| DATASET RECORDS |
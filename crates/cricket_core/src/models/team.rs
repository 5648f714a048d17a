use super::player::Roster;
use serde::{Deserialize, Serialize};
use std::fmt;

#[derive(Debug, Clone, Copy, PartialEq, Eq, PartialOrd, Ord, Hash, Serialize, Deserialize)]
pub enum TeamSide {
    #[serde(rename = "Team A")]
    TeamA,
    #[serde(rename = "Team B")]
    TeamB,
}

impl TeamSide {
    pub fn opponent(self) -> TeamSide {
        match self {
            TeamSide::TeamA => TeamSide::TeamB,
            TeamSide::TeamB => TeamSide::TeamA,
        }
    }

    pub fn label(self) -> &'static str {
        match self {
            TeamSide::TeamA => "Team A",
            TeamSide::TeamB => "Team B",
        }
    }

    /// Parse a team selector as typed by a scorer ("Team A", "a", "B", ...).
    pub fn parse(s: &str) -> Option<TeamSide> {
        match s.trim().to_ascii_lowercase().as_str() {
            "team a" | "a" | "team_a" | "teama" => Some(TeamSide::TeamA),
            "team b" | "b" | "team_b" | "teamb" => Some(TeamSide::TeamB),
            _ => None,
        }
    }
}

impl fmt::Display for TeamSide {
    fn fmt(&self, f: &mut fmt::Formatter) -> fmt::Result {
        f.write_str(self.label())
    }
}

/// The two team sheets, fixed at match creation.
#[derive(Debug, Clone, PartialEq, Eq, Serialize, Deserialize)]
pub struct Teams {
    pub team_a: Roster,
    pub team_b: Roster,
}

impl Teams {
    pub fn new(team_a: Roster, team_b: Roster) -> Self {
        Self { team_a, team_b }
    }

    pub fn roster(&self, side: TeamSide) -> &Roster {
        match side {
            TeamSide::TeamA => &self.team_a,
            TeamSide::TeamB => &self.team_b,
        }
    }
}
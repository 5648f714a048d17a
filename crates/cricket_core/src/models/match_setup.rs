//! Match creation input and match metadata.

use chrono::{DateTime, Utc};
use serde::{Deserialize, Serialize};
use uuid::Uuid;
use validator::{Validate, ValidationError};

use super::player::Roster;
use super::team::{TeamSide, Teams};
use crate::config::ScoringConfig;
use crate::error::{Result, ScoringError};

fn validate_not_blank(value: &str) -> std::result::Result<(), ValidationError> {
    if value.trim().is_empty() {
        return Err(ValidationError::new("blank"));
    }
    Ok(())
}

/// Everything the scorer enters on the "create match" form.
#[derive(Debug, Clone, Serialize, Deserialize, Validate)]
pub struct MatchSetup {
    #[validate(custom = "validate_not_blank")]
    pub title: String,
    #[serde(default)]
    pub venue: String,
    #[validate(range(min = 1))]
    pub overs_limit: u32,
    #[serde(default)]
    pub toss_winner: Option<TeamSide>,
    /// `None` means "decide later"; Team A bats first in that case.
    #[serde(default)]
    pub batting_first: Option<TeamSide>,
    #[validate(length(min = 2))]
    pub team_a: Vec<String>,
    #[validate(length(min = 2))]
    pub team_b: Vec<String>,
}

impl MatchSetup {
    pub fn new(
        title: impl Into<String>,
        overs_limit: u32,
        team_a: Vec<String>,
        team_b: Vec<String>,
    ) -> Self {
        Self {
            title: title.into(),
            venue: String::new(),
            overs_limit,
            toss_winner: None,
            batting_first: None,
            team_a,
            team_b,
        }
    }

    pub fn with_batting_first(mut self, side: TeamSide) -> Self {
        self.batting_first = Some(side);
        self
    }

    pub fn with_venue(mut self, venue: impl Into<String>) -> Self {
        self.venue = venue.into();
        self
    }

    pub fn batting_first_or_default(&self) -> TeamSide {
        self.batting_first.unwrap_or(TeamSide::TeamA)
    }

    /// Field checks plus the configured overs ceiling.
    pub fn validate_with(&self, config: &ScoringConfig) -> Result<()> {
        self.validate()?;
        if self.overs_limit > config.max_overs {
            return Err(ScoringError::Validation(format!(
                "overs per innings must be 1-{}, got {}",
                config.max_overs, self.overs_limit
            )));
        }
        Ok(())
    }

    /// Parse both team sheets into rosters.
    pub fn teams(&self) -> Result<Teams> {
        let team_a = Roster::from_names(&self.team_a).map_err(|e| roster_error(TeamSide::TeamA, e))?;
        let team_b = Roster::from_names(&self.team_b).map_err(|e| roster_error(TeamSide::TeamB, e))?;
        Ok(Teams::new(team_a, team_b))
    }
}

fn roster_error(side: TeamSide, err: ScoringError) -> ScoringError {
    match err {
        ScoringError::Validation(msg) => ScoringError::Validation(format!("{}: {}", side, msg)),
        other => other,
    }
}

/// Descriptive metadata carried with the match state.
#[derive(Debug, Clone, PartialEq, Eq, Serialize, Deserialize)]
pub struct MatchInfo {
    pub match_id: String,
    pub title: String,
    pub venue: String,
    pub overs_limit: u32,
    pub toss_winner: Option<TeamSide>,
    pub batting_first: TeamSide,
    pub created_at: DateTime<Utc>,
}

impl MatchInfo {
    pub fn from_setup(setup: &MatchSetup, created_at: DateTime<Utc>) -> Self {
        Self {
            match_id: generate_match_id(created_at),
            title: setup.title.trim().to_string(),
            venue: setup.venue.trim().to_string(),
            overs_limit: setup.overs_limit,
            toss_winner: setup.toss_winner,
            batting_first: setup.batting_first_or_default(),
            created_at,
        }
    }
}

/// `YYYYMMDD-XXXXXX`: creation date plus six upper-case hex digits.
pub fn generate_match_id(created_at: DateTime<Utc>) -> String {
    let suffix = Uuid::new_v4().simple().to_string()[..6].to_uppercase();
    format!("{}-{}", created_at.format("%Y%m%d"), suffix)
}
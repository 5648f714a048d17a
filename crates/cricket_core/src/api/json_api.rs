use serde::{Deserialize, Serialize};

use crate::config::{config_from_env, ScoringConfig};
use crate::engine::{MatchState, ScoreSummary};
use crate::error::{error_codes, ScoringError};
use crate::models::{BallOutcome, FeedEntry, MatchSetup, PlayerId};

pub const API_SCHEMA_VERSION: u8 = 1;

fn err_code(code: &str, message: impl std::fmt::Display) -> String {
    format!("{code}: {message}")
}

fn scoring_err(err: ScoringError) -> String {
    err_code(err.error_code(), err)
}

fn check_schema(version: u8) -> Result<(), String> {
    if version != API_SCHEMA_VERSION {
        return Err(err_code(
            error_codes::SCHEMA,
            format!("unsupported schema version: {version}"),
        ));
    }
    Ok(())
}

fn parse<'a, T: Deserialize<'a>>(json: &'a str) -> Result<T, String> {
    serde_json::from_str(json)
        .map_err(|e| err_code(error_codes::JSON, format!("invalid JSON request: {e}")))
}

fn load_config() -> Result<ScoringConfig, String> {
    config_from_env().map_err(|e| err_code(error_codes::VALIDATION, e))
}

#[derive(Debug, Deserialize)]
pub struct CreateMatchRequest {
    pub schema_version: u8,
    #[serde(flatten)]
    pub setup: MatchSetup,
}

#[derive(Debug, Deserialize)]
pub struct SelectOverRequest {
    pub schema_version: u8,
    pub state: MatchState,
    pub striker: PlayerId,
    pub non_striker: PlayerId,
    pub bowler: PlayerId,
}

#[derive(Debug, Deserialize)]
pub struct RecordBallRequest {
    pub schema_version: u8,
    pub state: MatchState,
    pub ball: BallOutcome,
}

/// Request carrying only a state snapshot (overrides, summary).
#[derive(Debug, Deserialize)]
pub struct StateRequest {
    pub schema_version: u8,
    pub state: MatchState,
}

#[derive(Debug, Deserialize)]
pub struct FeedRequest {
    pub schema_version: u8,
    pub state: MatchState,
    #[serde(default)]
    pub limit: Option<usize>,
}

/// Result of every mutating call: the new snapshot to store plus the live summary.
#[derive(Debug, Serialize, Deserialize)]
pub struct StateResponse {
    pub schema_version: u8,
    pub state: MatchState,
    pub summary: ScoreSummary,
    #[serde(skip_serializing_if = "Option::is_none")]
    pub entry: Option<FeedEntry>,
}

impl StateResponse {
    fn new(state: MatchState, entry: Option<FeedEntry>) -> Self {
        Self {
            schema_version: API_SCHEMA_VERSION,
            summary: state.score_summary(),
            state,
            entry,
        }
    }

    fn to_json(&self) -> Result<String, String> {
        serde_json::to_string(self).map_err(|e| err_code(error_codes::JSON, e))
    }
}

#[derive(Debug, Serialize, Deserialize)]
pub struct FeedResponse {
    pub schema_version: u8,
    pub entries: Vec<FeedEntry>,
    /// Rendered commentary lines, newest first
    pub lines: Vec<String>,
}

pub fn create_match_json(request_json: &str) -> Result<String, String> {
    let request: CreateMatchRequest = parse(request_json)?;
    check_schema(request.schema_version)?;
    let config = load_config()?;

    let state = MatchState::new(&request.setup, &config).map_err(scoring_err)?;
    StateResponse::new(state, None).to_json()
}

pub fn select_over_json(request_json: &str) -> Result<String, String> {
    let request: SelectOverRequest = parse(request_json)?;
    check_schema(request.schema_version)?;

    let mut state = request.state;
    state
        .select_over(&request.striker, &request.non_striker, &request.bowler)
        .map_err(scoring_err)?;
    StateResponse::new(state, None).to_json()
}

pub fn record_ball_json(request_json: &str) -> Result<String, String> {
    let request: RecordBallRequest = parse(request_json)?;
    check_schema(request.schema_version)?;

    let mut state = request.state;
    let entry = state.record_ball(request.ball).map_err(scoring_err)?;
    StateResponse::new(state, Some(entry)).to_json()
}

pub fn force_end_over_json(request_json: &str) -> Result<String, String> {
    let request: StateRequest = parse(request_json)?;
    check_schema(request.schema_version)?;

    let mut state = request.state;
    state.force_end_over().map_err(scoring_err)?;
    StateResponse::new(state, None).to_json()
}

pub fn force_end_innings_json(request_json: &str) -> Result<String, String> {
    let request: StateRequest = parse(request_json)?;
    check_schema(request.schema_version)?;

    let mut state = request.state;
    state.force_end_innings().map_err(scoring_err)?;
    StateResponse::new(state, None).to_json()
}

pub fn score_summary_json(request_json: &str) -> Result<String, String> {
    let request: StateRequest = parse(request_json)?;
    check_schema(request.schema_version)?;

    serde_json::to_string(&request.state.score_summary()).map_err(|e| err_code(error_codes::JSON, e))
}

pub fn feed_json(request_json: &str) -> Result<String, String> {
    let request: FeedRequest = parse(request_json)?;
    check_schema(request.schema_version)?;

    let limit = match request.limit {
        Some(limit) => limit,
        None => load_config()?.feed_display_limit,
    };
    let entries: Vec<FeedEntry> = request.state.feed(limit).into_iter().cloned().collect();
    let lines = entries.iter().map(FeedEntry::render).collect();
    let response = FeedResponse { schema_version: API_SCHEMA_VERSION, entries, lines };
    serde_json::to_string(&response).map_err(|e| err_code(error_codes::JSON, e))
}

#[cfg(test)]
mod tests {
    use super::*;
    use serde_json::{json, Value};

    fn create() -> Value {
        create_with_overs(2)
    }

    fn create_with_overs(overs: u32) -> Value {
        let request = json!({
            "schema_version": 1,
            "title": "MPGB A vs MPGB B",
            "venue": "Sagar",
            "overs_limit": overs,
            "batting_first": "Team B",
            "team_a": ["A1", "A2", "A3"],
            "team_b": ["B1", "B2", "B3"]
        });
        serde_json::from_str(&create_match_json(&request.to_string()).unwrap()).unwrap()
    }

    fn select(state: &Value, striker: &str, non_striker: &str, bowler: &str) -> Result<Value, String> {
        let request = json!({
            "schema_version": 1,
            "state": state,
            "striker": striker,
            "non_striker": non_striker,
            "bowler": bowler
        });
        select_over_json(&request.to_string()).map(|s| serde_json::from_str(&s).unwrap())
    }

    fn ball(state: &Value, ball: Value) -> Result<Value, String> {
        let request = json!({ "schema_version": 1, "state": state, "ball": ball });
        record_ball_json(&request.to_string()).map(|s| serde_json::from_str(&s).unwrap())
    }

    #[test]
    fn test_create_match_json() {
        let response = create();
        assert_eq!(response["summary"]["batting_team"], "Team B");
        assert_eq!(response["summary"]["status"], "INNINGS1");
        assert_eq!(response["state"]["info"]["venue"], "Sagar");
    }

    #[test]
    fn test_load_mutate_store_cycle() {
        let created = create();
        let selected = select(&created["state"], "B1", "B2", "A1").unwrap();
        let after = ball(&selected["state"], json!({"outcome": "runs", "runs": 4})).unwrap();

        assert_eq!(after["summary"]["runs"], 4);
        assert_eq!(after["summary"]["overs"], "0.1");
        assert_eq!(after["entry"]["tag"], "run");
        assert_eq!(after["entry"]["description"], "4 — B1 vs A1: 4 run(s)");
    }

    #[test]
    fn test_error_codes_surface() {
        let created = create();
        let err = ball(&created["state"], json!({"outcome": "runs", "runs": 1})).unwrap_err();
        assert!(err.starts_with("E_SEQUENCE:"), "{err}");

        let selected = select(&created["state"], "B1", "B2", "A1").unwrap();
        let err = ball(&selected["state"], json!({"outcome": "no_ball", "runs_off_bat": 8})).unwrap_err();
        assert!(err.starts_with("E_VALIDATION:"), "{err}");

        let err = select(&created["state"], "B1", "B1", "A1").unwrap_err();
        assert!(err.starts_with("E_VALIDATION:"), "{err}");
    }

    #[test]
    fn test_bowler_repeat_code() {
        let mut current = select(&create()["state"], "B1", "B2", "A1").unwrap();
        for _ in 0..6 {
            current = ball(&current["state"], json!({"outcome": "runs", "runs": 0})).unwrap();
        }
        let err = select(&current["state"], "B2", "B1", "A1").unwrap_err();
        assert!(err.starts_with("E_BOWLER_REPEAT:"), "{err}");
    }

    #[test]
    fn test_schema_version_checked() {
        let request = json!({
            "schema_version": 9,
            "title": "T",
            "overs_limit": 2,
            "team_a": ["A1", "A2"],
            "team_b": ["B1", "B2"]
        });
        let err = create_match_json(&request.to_string()).unwrap_err();
        assert!(err.starts_with("E_SCHEMA:"));
        assert!(create_match_json("{not json").unwrap_err().starts_with("E_JSON:"));
    }

    #[test]
    fn test_feed_and_summary_json() {
        let mut current = select(&create()["state"], "B1", "B2", "A1").unwrap();
        current = ball(&current["state"], json!({"outcome": "wide", "extra_runs": 0})).unwrap();
        current = ball(&current["state"], json!({"outcome": "wicket", "dismissal": "Bowled"})).unwrap();

        let request = json!({ "schema_version": 1, "state": current["state"], "limit": 1 });
        let feed: Value = serde_json::from_str(&feed_json(&request.to_string()).unwrap()).unwrap();
        assert_eq!(feed["entries"].as_array().unwrap().len(), 1);
        assert_eq!(feed["entries"][0]["tag"], "wicket");
        assert!(feed["lines"][0].as_str().unwrap().contains("WICKET! Bowled; B3 comes in"));

        let request = json!({ "schema_version": 1, "state": current["state"] });
        let summary: Value =
            serde_json::from_str(&score_summary_json(&request.to_string()).unwrap()).unwrap();
        assert_eq!(summary["runs"], 1);
        assert_eq!(summary["wickets"], 1);
    }

    #[test]
    fn test_overrides_json() {
        let selected = select(&create()["state"], "B1", "B2", "A1").unwrap();
        let request = json!({ "schema_version": 1, "state": selected["state"] });
        let ended: Value =
            serde_json::from_str(&force_end_over_json(&request.to_string()).unwrap()).unwrap();
        assert_eq!(ended["state"]["over_in_progress"], false);

        let request = json!({ "schema_version": 1, "state": ended["state"] });
        let switched: Value =
            serde_json::from_str(&force_end_innings_json(&request.to_string()).unwrap()).unwrap();
        assert_eq!(switched["summary"]["batting_team"], "Team A");
        assert_eq!(switched["summary"]["target"], 1);
    }

    #[test]
    fn test_match_reaches_completion_through_json() {
        let mut current = select(&create_with_overs(1)["state"], "B1", "B2", "A1").unwrap();
        for _ in 0..6 {
            current = ball(&current["state"], json!({"outcome": "runs", "runs": 1})).unwrap();
        }
        assert_eq!(current["state"]["status"], "INNINGS2");
        assert_eq!(current["summary"]["batting_team"], "Team A");
        assert_eq!(current["summary"]["target"], 7);

        current = select(&current["state"], "A1", "A2", "B1").unwrap();
        for _ in 0..6 {
            current = ball(&current["state"], json!({"outcome": "runs", "runs": 0})).unwrap();
        }
        assert_eq!(current["state"]["status"], "COMPLETED");
        assert_eq!(current["summary"]["status"], "COMPLETED");

        let request = json!({ "schema_version": 1, "state": current["state"], "limit": 1 });
        let feed: Value = serde_json::from_str(&feed_json(&request.to_string()).unwrap()).unwrap();
        assert_eq!(feed["entries"][0]["tag"], "match_completed");
        assert!(feed["lines"][0].as_str().unwrap().contains("Team B won by 6 runs"));

        let err = ball(&current["state"], json!({"outcome": "runs", "runs": 1})).unwrap_err();
        assert!(err.starts_with("E_PRECONDITION:"), "{err}");
    }
}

| TASK ITEM |
Search the data for "trim". Copy every line that has it.

| EXERCISE OUTPUT |
        match s.trim().to_ascii_lowercase().as_str() {
    if value.trim().is_empty() {
            title: setup.title.trim().to_string(),
            venue: setup.venue.trim().to_string(),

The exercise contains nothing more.